Your instructions | Go line by line through the entries and show those that hold the string "registry".
━━━━━━━━━━━━━━━━
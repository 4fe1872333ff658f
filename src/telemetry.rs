//! Telemetry bus (C6): the per-client registry that decouples a running
//! [`crate::simulator::Simulator`] task from whatever external transport
//! ultimately delivers frames (a WebSocket, an NDJSON writer, a test
//! harness). The bus owns a mapping `client_id -> (sink, run_flag)`;
//! per-client operations are serialized, but there is no cross-client
//! ordering guarantee and no single global lock.

use std::fmt;
use std::future::Future;
use std::pin::Pin;
use std::sync::atomic::{AtomicBool, Ordering};
use std::sync::Arc;

use dashmap::DashMap;

use crate::simulator::TelemetryFrame;

/// Errors raised at the telemetry boundary.
#[derive(Debug, Clone, PartialEq, thiserror::Error)]
pub enum TelemetryError {
    /// `client_id` did not match `^[A-Za-z0-9_-]{1,64}$`.
    #[error("client id '{0}' is invalid: must match ^[A-Za-z0-9_-]{{1,64}}$")]
    InvalidClientId(String),
    /// No client is currently connected under this id.
    #[error("no connected client with id '{0}'")]
    UnknownClient(String),
}

/// A validated client identifier.
///
/// The only way to obtain one is [`ClientId::parse`], so every `ClientId`
/// in the system is already known to satisfy the wire-format rule; the
/// simulator and bus never re-validate it.
#[derive(Debug, Clone, PartialEq, Eq, Hash, PartialOrd, Ord, serde::Serialize)]
pub struct ClientId(String);

impl ClientId {
    /// Parse and validate a raw client id string.
    ///
    /// # Errors
    /// Returns [`TelemetryError::InvalidClientId`] if `raw` is empty, longer
    /// than 64 bytes, or contains a character outside `[A-Za-z0-9_-]`.
    pub fn parse(raw: &str) -> Result<Self, TelemetryError> {
        let is_valid = !raw.is_empty()
            && raw.len() <= 64
            && raw.chars().all(|c| c.is_ascii_alphanumeric() || c == '_' || c == '-');
        if is_valid {
            Ok(Self(raw.to_string()))
        } else {
            Err(TelemetryError::InvalidClientId(raw.to_string()))
        }
    }

    /// Borrow the validated id as a string slice.
    #[must_use]
    pub fn as_str(&self) -> &str {
        &self.0
    }
}

impl fmt::Display for ClientId {
    fn fmt(&self, f: &mut fmt::Formatter<'_>) -> fmt::Result {
        f.write_str(&self.0)
    }
}

/// Destination for frames leaving the telemetry bus.
///
/// Implemented by whatever carries frames to their final consumer: a
/// WebSocket writer in a real transport adapter, or an in-process channel
/// or NDJSON writer in a CLI binary / test.
pub trait FrameSink: Send + Sync {
    /// Deliver one frame. Errors are surfaced to the bus caller, never
    /// retried internally.
    fn send_frame(&self, frame: TelemetryFrame) -> Pin<Box<dyn Future<Output = Result<(), TelemetryError>> + Send>>;
}

/// A [`FrameSink`] that forwards frames over a bounded `tokio` channel.
pub struct ChannelSink {
    sender: tokio::sync::mpsc::Sender<TelemetryFrame>,
}

impl ChannelSink {
    /// Wrap an existing channel sender.
    #[must_use]
    pub fn new(sender: tokio::sync::mpsc::Sender<TelemetryFrame>) -> Self {
        Self { sender }
    }
}

impl FrameSink for ChannelSink {
    fn send_frame(&self, frame: TelemetryFrame) -> Pin<Box<dyn Future<Output = Result<(), TelemetryError>> + Send>> {
        let sender = self.sender.clone();
        Box::pin(async move {
            sender
                .send(frame)
                .await
                .map_err(|_| TelemetryError::UnknownClient("<channel closed>".to_string()))
        })
    }
}

struct ClientEntry {
    sink: Box<dyn FrameSink>,
    run_flag: Arc<AtomicBool>,
}

/// Sharded per-client registry connecting simulator tasks to their sinks.
#[derive(Default)]
pub struct TelemetryBus {
    clients: DashMap<ClientId, ClientEntry>,
}

impl TelemetryBus {
    /// Construct an empty bus.
    #[must_use]
    pub fn new() -> Self {
        Self {
            clients: DashMap::new(),
        }
    }

    /// Register `client_id`, replacing any prior connection under the same
    /// id.
    pub fn connect(&self, client_id: ClientId, sink: Box<dyn FrameSink>, run_flag: Arc<AtomicBool>) {
        tracing::debug!(client_id = %client_id, "client connected");
        self.clients.insert(client_id, ClientEntry { sink, run_flag });
    }

    /// Deliver `frame` to `client_id`'s sink.
    ///
    /// A client that isn't connected, or whose sink has disconnected
    /// underneath it (closed channel, dropped websocket), is not an error
    /// here: the frame is silently dropped, since there is no reasonable
    /// recovery for a telemetry consumer that already walked away.
    pub async fn send(&self, client_id: &ClientId, frame: TelemetryFrame) {
        let sink_future = {
            let Some(entry) = self.clients.get(client_id) else {
                tracing::debug!(client_id = %client_id, "dropping frame for unconnected client");
                return;
            };
            entry.sink.send_frame(frame)
        };
        if sink_future.await.is_err() {
            tracing::debug!(client_id = %client_id, "dropping frame for disconnected sink");
        }
    }

    /// Flip the cooperative stop flag for `client_id`.
    ///
    /// # Errors
    /// Returns [`TelemetryError::UnknownClient`] if no client is connected
    /// under this id.
    pub fn request_stop(&self, client_id: &ClientId) -> Result<(), TelemetryError> {
        let entry = self
            .clients
            .get(client_id)
            .ok_or_else(|| TelemetryError::UnknownClient(client_id.to_string()))?;
        entry.run_flag.store(false, Ordering::SeqCst);
        tracing::debug!(client_id = %client_id, "stop requested");
        Ok(())
    }

    /// Remove `client_id`'s registration.
    ///
    /// # Errors
    /// Returns [`TelemetryError::UnknownClient`] if no client is connected
    /// under this id.
    pub fn disconnect(&self, client_id: &ClientId) -> Result<(), TelemetryError> {
        self.clients
            .remove(client_id)
            .map(|_| tracing::debug!(client_id = %client_id, "client disconnected"))
            .ok_or_else(|| TelemetryError::UnknownClient(client_id.to_string()))
    }

    /// Number of currently connected clients.
    #[must_use]
    pub fn connected_count(&self) -> usize {
        self.clients.len()
    }
}

#[cfg(test)]
mod tests {
    use super::*;
    use crate::simulator::FrameStatus;

    fn sample_frame(cycle: u32) -> TelemetryFrame {
        TelemetryFrame {
            status: FrameStatus::Running,
            percentage: 0,
            cycle,
            atoms_lost: 0,
            n_vib: 0.0,
            fidelity: 1.0,
            decoder_backlog_ms: 0.0,
            timestamp: "2026-01-01T00:00:00+00:00".to_string(),
        }
    }

    #[test]
    fn parses_valid_client_ids() {
        assert!(ClientId::parse("abc_123-XYZ").is_ok());
        assert!(ClientId::parse("a").is_ok());
        assert!(ClientId::parse(&"x".repeat(64)).is_ok());
    }

    #[test]
    fn rejects_invalid_client_ids() {
        assert!(ClientId::parse("").is_err());
        assert!(ClientId::parse(&"x".repeat(65)).is_err());
        assert!(ClientId::parse("has a space").is_err());
        assert!(ClientId::parse("semi;colon").is_err());
    }

    #[tokio::test]
    async fn send_reaches_connected_sink() {
        let bus = TelemetryBus::new();
        let (tx, mut rx) = tokio::sync::mpsc::channel(8);
        let id = ClientId::parse("client-a").unwrap();
        bus.connect(id.clone(), Box::new(ChannelSink::new(tx)), Arc::new(AtomicBool::new(true)));

        bus.send(&id, sample_frame(1)).await;
        let frame = rx.recv().await.unwrap();
        assert_eq!(frame.cycle, 1);
    }

    #[tokio::test]
    async fn send_to_unknown_client_is_silently_dropped() {
        let bus = TelemetryBus::new();
        let id = ClientId::parse("ghost").unwrap();
        bus.send(&id, sample_frame(1)).await;
        assert_eq!(bus.connected_count(), 0);
    }

    #[tokio::test]
    async fn send_to_disconnected_sink_is_silently_dropped() {
        let bus = TelemetryBus::new();
        let (tx, rx) = tokio::sync::mpsc::channel(8);
        let id = ClientId::parse("client-d").unwrap();
        bus.connect(id.clone(), Box::new(ChannelSink::new(tx)), Arc::new(AtomicBool::new(true)));
        drop(rx);

        bus.send(&id, sample_frame(1)).await;
    }

    #[test]
    fn request_stop_flips_shared_flag() {
        let bus = TelemetryBus::new();
        let (tx, _rx) = tokio::sync::mpsc::channel(8);
        let id = ClientId::parse("client-b").unwrap();
        let flag = Arc::new(AtomicBool::new(true));
        bus.connect(id.clone(), Box::new(ChannelSink::new(tx)), flag.clone());

        bus.request_stop(&id).unwrap();
        assert!(!flag.load(Ordering::SeqCst));
    }

    #[test]
    fn disconnect_removes_client_and_is_idempotent_error() {
        let bus = TelemetryBus::new();
        let (tx, _rx) = tokio::sync::mpsc::channel(8);
        let id = ClientId::parse("client-c").unwrap();
        bus.connect(id.clone(), Box::new(ChannelSink::new(tx)), Arc::new(AtomicBool::new(true)));

        assert_eq!(bus.connected_count(), 1);
        bus.disconnect(&id).unwrap();
        assert_eq!(bus.connected_count(), 0);
        assert!(bus.disconnect(&id).is_err());
    }
}
//! Topological router (C4): places logical qubits on a 2-D integer grid
//! from a weighted interaction graph, minimizing transport distance plus an
//! AOD-conflict penalty.
//!
//! The spectral embedding is computed without an eigensolver dependency: a
//! shifted, deflated power iteration against the graph Laplacian converges
//! to the Fiedler vector (and, deflated again, its successor), the same
//! trick `networkx.spectral_layout`-style tools use internally.

use std::collections::{BTreeMap, HashMap, HashSet};

use petgraph::graph::{NodeIndex, UnGraph};
use rand::seq::SliceRandom;
use rand::SeedableRng;

/// A logical qubit identifier.
pub type QubitId = u32;

/// Fixed weight `λ` applied to the conflict count in the total cost.
pub const LAMBDA_CONFLICT: f64 = 5.0;

/// XOR salt applied to the caller's seed before driving the random-baseline
/// comparison, so placement itself never depends on `seed`.
pub const BASELINE_SALT: u64 = 0x5151_4441_A70D_1CE5;

const POWER_ITERATIONS: usize = 300;

/// Errors produced while routing a graph onto a grid.
#[derive(Debug, Clone, PartialEq, thiserror::Error)]
pub enum RouterError {
    /// The grid has fewer cells than the graph has qubits.
    #[error("grid has {available} slots but the graph has {needed} qubits")]
    InsufficientGridSlots { needed: usize, available: usize },
}

/// An undirected weighted interaction graph over qubits; edge weight is the
/// interaction count between a pair.
#[derive(Debug, Clone, Default)]
pub struct InteractionGraph {
    graph: UnGraph<QubitId, f64>,
    index_of: HashMap<QubitId, NodeIndex>,
}

impl InteractionGraph {
    /// An empty graph.
    #[must_use]
    pub fn new() -> Self {
        Self {
            graph: UnGraph::new_undirected(),
            index_of: HashMap::new(),
        }
    }

    /// Ensure `qubit` has a node, returning its graph index.
    pub fn add_qubit(&mut self, qubit: QubitId) -> NodeIndex {
        *self
            .index_of
            .entry(qubit)
            .or_insert_with(|| self.graph.add_node(qubit))
    }

    /// Record an interaction between `a` and `b`, accumulating weight if the
    /// pair already has one. Self-loops are rejected silently (a no-op).
    pub fn add_interaction(&mut self, a: QubitId, b: QubitId, weight: f64) {
        let ia = self.add_qubit(a);
        let ib = self.add_qubit(b);
        if a == b {
            return;
        }
        if let Some(edge) = self.graph.find_edge(ia, ib) {
            if let Some(w) = self.graph.edge_weight_mut(edge) {
                *w += weight;
            }
        } else {
            self.graph.add_edge(ia, ib, weight);
        }
    }

    /// Number of distinct qubits in the graph.
    #[must_use]
    pub fn qubit_count(&self) -> usize {
        self.graph.node_count()
    }

    fn sorted_qubits(&self) -> Vec<QubitId> {
        let mut ids: Vec<QubitId> = self.graph.node_weights().copied().collect();
        ids.sort_unstable();
        ids
    }

    fn weighted_edges(&self) -> Vec<(QubitId, QubitId, f64)> {
        self.graph
            .edge_indices()
            .map(|e| {
                let (ia, ib) = self.graph.edge_endpoints(e).expect("edge index is valid");
                (self.graph[ia], self.graph[ib], self.graph[e])
            })
            .collect()
    }
}

/// Per-run cost accounting.
#[derive(Debug, Clone, Copy, PartialEq, serde::Serialize)]
pub struct CostBreakdown {
    /// Σ `w·‖pos(u)−pos(v)‖₂` over every edge.
    pub total_distance: f64,
    /// Count of edges whose endpoints require a non-axis-aligned move.
    pub aod_conflicts: u32,
    /// `total_distance + λ · aod_conflicts`.
    pub total_cost: f64,
}

impl CostBreakdown {
    const ZERO: Self = Self {
        total_distance: 0.0,
        aod_conflicts: 0,
        total_cost: 0.0,
    };
}

/// The outcome of routing a graph onto a grid.
#[derive(Debug, Clone, PartialEq, serde::Serialize)]
pub struct RouteResult {
    /// Grid position assigned to each qubit, `(x, y)` with `x < width`, `y < height`.
    pub mapping: BTreeMap<QubitId, (u32, u32)>,
    /// Cost of the spectral placement.
    pub cost: CostBreakdown,
    /// Cost of a seeded random placement over the same graph, for comparison.
    pub baseline_cost: CostBreakdown,
    /// `100 · (baseline_cost.total_cost − cost.total_cost) / baseline_cost.total_cost`,
    /// or `0.0` if the baseline cost is zero.
    pub reduction_percentage: f64,
}

/// Route `graph` onto a `width × height` grid.
///
/// Returns [`RouterError::InsufficientGridSlots`] if the grid cannot seat
/// every qubit. An empty graph routes to an empty mapping at zero cost.
pub fn route(graph: &InteractionGraph, width: u32, height: u32, seed: u64) -> Result<RouteResult, RouterError> {
    let ids = graph.sorted_qubits();
    let n = ids.len();

    if n == 0 {
        return Ok(RouteResult {
            mapping: BTreeMap::new(),
            cost: CostBreakdown::ZERO,
            baseline_cost: CostBreakdown::ZERO,
            reduction_percentage: 0.0,
        });
    }

    let slots = (width as usize).saturating_mul(height as usize);
    if slots < n {
        return Err(RouterError::InsufficientGridSlots {
            needed: n,
            available: slots,
        });
    }

    let edges = graph.weighted_edges();
    let local: HashMap<QubitId, usize> = ids.iter().enumerate().map(|(i, &q)| (q, i)).collect();
    let edges_local: Vec<(usize, usize, f64)> = edges
        .iter()
        .map(|(u, v, w)| (local[u], local[v], *w))
        .collect();

    let (embedding_x, embedding_y) = spectral_embedding(n, &edges_local);
    let mapping = assign_grid_positions(&ids, &embedding_x, &embedding_y, width, height);
    let cost = cost_breakdown(&edges, &mapping);

    let baseline_mapping = random_baseline_mapping(&ids, width, height, seed ^ BASELINE_SALT);
    let baseline_cost = cost_breakdown(&edges, &baseline_mapping);

    let reduction_percentage = if baseline_cost.total_cost > 0.0 {
        100.0 * (baseline_cost.total_cost - cost.total_cost) / baseline_cost.total_cost
    } else {
        0.0
    };

    Ok(RouteResult {
        mapping,
        cost,
        baseline_cost,
        reduction_percentage,
    })
}

fn laplacian(n: usize, edges: &[(usize, usize, f64)]) -> Vec<Vec<f64>> {
    let mut l = vec![vec![0.0; n]; n];
    for &(u, v, w) in edges {
        l[u][v] -= w;
        l[v][u] -= w;
        l[u][u] += w;
        l[v][v] += w;
    }
    l
}

fn matvec(m: &[Vec<f64>], v: &[f64]) -> Vec<f64> {
    m.iter().map(|row| row.iter().zip(v).map(|(a, b)| a * b).sum()).collect()
}

fn dot(a: &[f64], b: &[f64]) -> f64 {
    a.iter().zip(b).map(|(x, y)| x * y).sum()
}

fn norm(v: &[f64]) -> f64 {
    dot(v, v).sqrt()
}

fn deflate(v: &mut [f64], against: &[Vec<f64>]) {
    for basis in against {
        let proj = dot(v, basis);
        for (vi, bi) in v.iter_mut().zip(basis) {
            *vi -= proj * bi;
        }
    }
}

fn normalize_or_seed(v: &mut Vec<f64>, seed_index_offset: usize) {
    let mut n = norm(v);
    if n < 1e-9 {
        for (i, vi) in v.iter_mut().enumerate() {
            *vi = weyl_seed(i + seed_index_offset + 1);
        }
        n = norm(v);
    }
    if n > 0.0 {
        for vi in v.iter_mut() {
            *vi /= n;
        }
    }
}

fn weyl_seed(i: usize) -> f64 {
    (((i as f64 + 1.0) * std::f64::consts::SQRT_2).fract()) - 0.5
}

/// Power-iterate `M = cI - L` deflated against `against`, returning a unit
/// eigenvector of the largest remaining eigenvalue of `M` (equivalently, of
/// the smallest remaining eigenvalue of `L`).
fn power_iterate_deflated(n: usize, c: f64, l: &[Vec<f64>], against: &[Vec<f64>], seed_offset: usize) -> Vec<f64> {
    let mut v: Vec<f64> = (0..n).map(|i| weyl_seed(i + seed_offset)).collect();
    deflate(&mut v, against);
    normalize_or_seed(&mut v, seed_offset);

    for _ in 0..POWER_ITERATIONS {
        let lv = matvec(l, &v);
        let mut mv: Vec<f64> = (0..n).map(|i| c * v[i] - lv[i]).collect();
        deflate(&mut mv, against);
        normalize_or_seed(&mut mv, seed_offset);
        v = mv;
    }
    v
}

/// Compute the first two non-trivial Laplacian eigenvectors (the Fiedler
/// vector and its successor), used as the 2-D spectral embedding.
fn spectral_embedding(n: usize, edges: &[(usize, usize, f64)]) -> (Vec<f64>, Vec<f64>) {
    if n == 1 {
        return (vec![0.0], vec![0.0]);
    }
    let l = laplacian(n, edges);
    let max_diag = l.iter().enumerate().map(|(i, row)| row[i]).fold(0.0_f64, f64::max);
    let shift = 2.0 * max_diag + 1.0;

    let mut ones = vec![1.0 / (n as f64).sqrt(); n];
    normalize_or_seed(&mut ones, 0);

    let fiedler1 = power_iterate_deflated(n, shift, &l, &[ones.clone()], 1);
    let fiedler2 = power_iterate_deflated(n, shift, &l, &[ones, fiedler1.clone()], 2);
    (fiedler1, fiedler2)
}

fn rank_order(values: &[f64], ids: &[QubitId]) -> Vec<usize> {
    let mut order: Vec<usize> = (0..values.len()).collect();
    order.sort_by(|&a, &b| {
        values[a]
            .partial_cmp(&values[b])
            .unwrap_or(std::cmp::Ordering::Equal)
            .then(ids[a].cmp(&ids[b]))
    });
    let mut rank = vec![0usize; values.len()];
    for (r, idx) in order.into_iter().enumerate() {
        rank[idx] = r;
    }
    rank
}

fn assign_grid_positions(
    ids: &[QubitId],
    embedding_x: &[f64],
    embedding_y: &[f64],
    width: u32,
    height: u32,
) -> BTreeMap<QubitId, (u32, u32)> {
    let n = ids.len();
    let rank_x = rank_order(embedding_x, ids);
    let rank_y = rank_order(embedding_y, ids);

    let bucket = |rank: usize, span: u32| -> u32 {
        if span == 0 {
            0
        } else {
            ((rank * span as usize) / n).min(span as usize - 1) as u32
        }
    };

    let mut used: HashSet<(u32, u32)> = HashSet::with_capacity(n);
    let mut mapping = BTreeMap::new();
    for (i, &id) in ids.iter().enumerate() {
        let mut pos = (bucket(rank_x[i], width), bucket(rank_y[i], height));
        if used.contains(&pos) {
            pos = first_free_slot(&used, width, height).expect("grid has enough slots by precondition");
        }
        used.insert(pos);
        mapping.insert(id, pos);
    }
    mapping
}

fn first_free_slot(used: &HashSet<(u32, u32)>, width: u32, height: u32) -> Option<(u32, u32)> {
    for y in 0..height {
        for x in 0..width {
            if !used.contains(&(x, y)) {
                return Some((x, y));
            }
        }
    }
    None
}

fn cost_breakdown(edges: &[(QubitId, QubitId, f64)], mapping: &BTreeMap<QubitId, (u32, u32)>) -> CostBreakdown {
    let mut total_distance = 0.0;
    let mut conflicts = 0u32;
    for &(u, v, w) in edges {
        let pu = mapping[&u];
        let pv = mapping[&v];
        let dx = pu.0 as f64 - pv.0 as f64;
        let dy = pu.1 as f64 - pv.1 as f64;
        total_distance += w * (dx * dx + dy * dy).sqrt();
        if pu.0 != pv.0 && pu.1 != pv.1 {
            conflicts += 1;
        }
    }
    let total_cost = total_distance + LAMBDA_CONFLICT * conflicts as f64;
    CostBreakdown {
        total_distance,
        aod_conflicts: conflicts,
        total_cost,
    }
}

fn random_baseline_mapping(ids: &[QubitId], width: u32, height: u32, seed: u64) -> BTreeMap<QubitId, (u32, u32)> {
    let mut rng = rand::rngs::StdRng::seed_from_u64(seed);
    let mut slots: Vec<(u32, u32)> = (0..height).flat_map(|y| (0..width).map(move |x| (x, y))).collect();
    slots.shuffle(&mut rng);
    ids.iter().copied().zip(slots).collect()
}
━━━━━━━━━━━━━━━━
Answer space |
//! Telemetry bus (C6): the per-client registry that decouples a running
/// Sharded per-client registry connecting simulator tasks to their sinks.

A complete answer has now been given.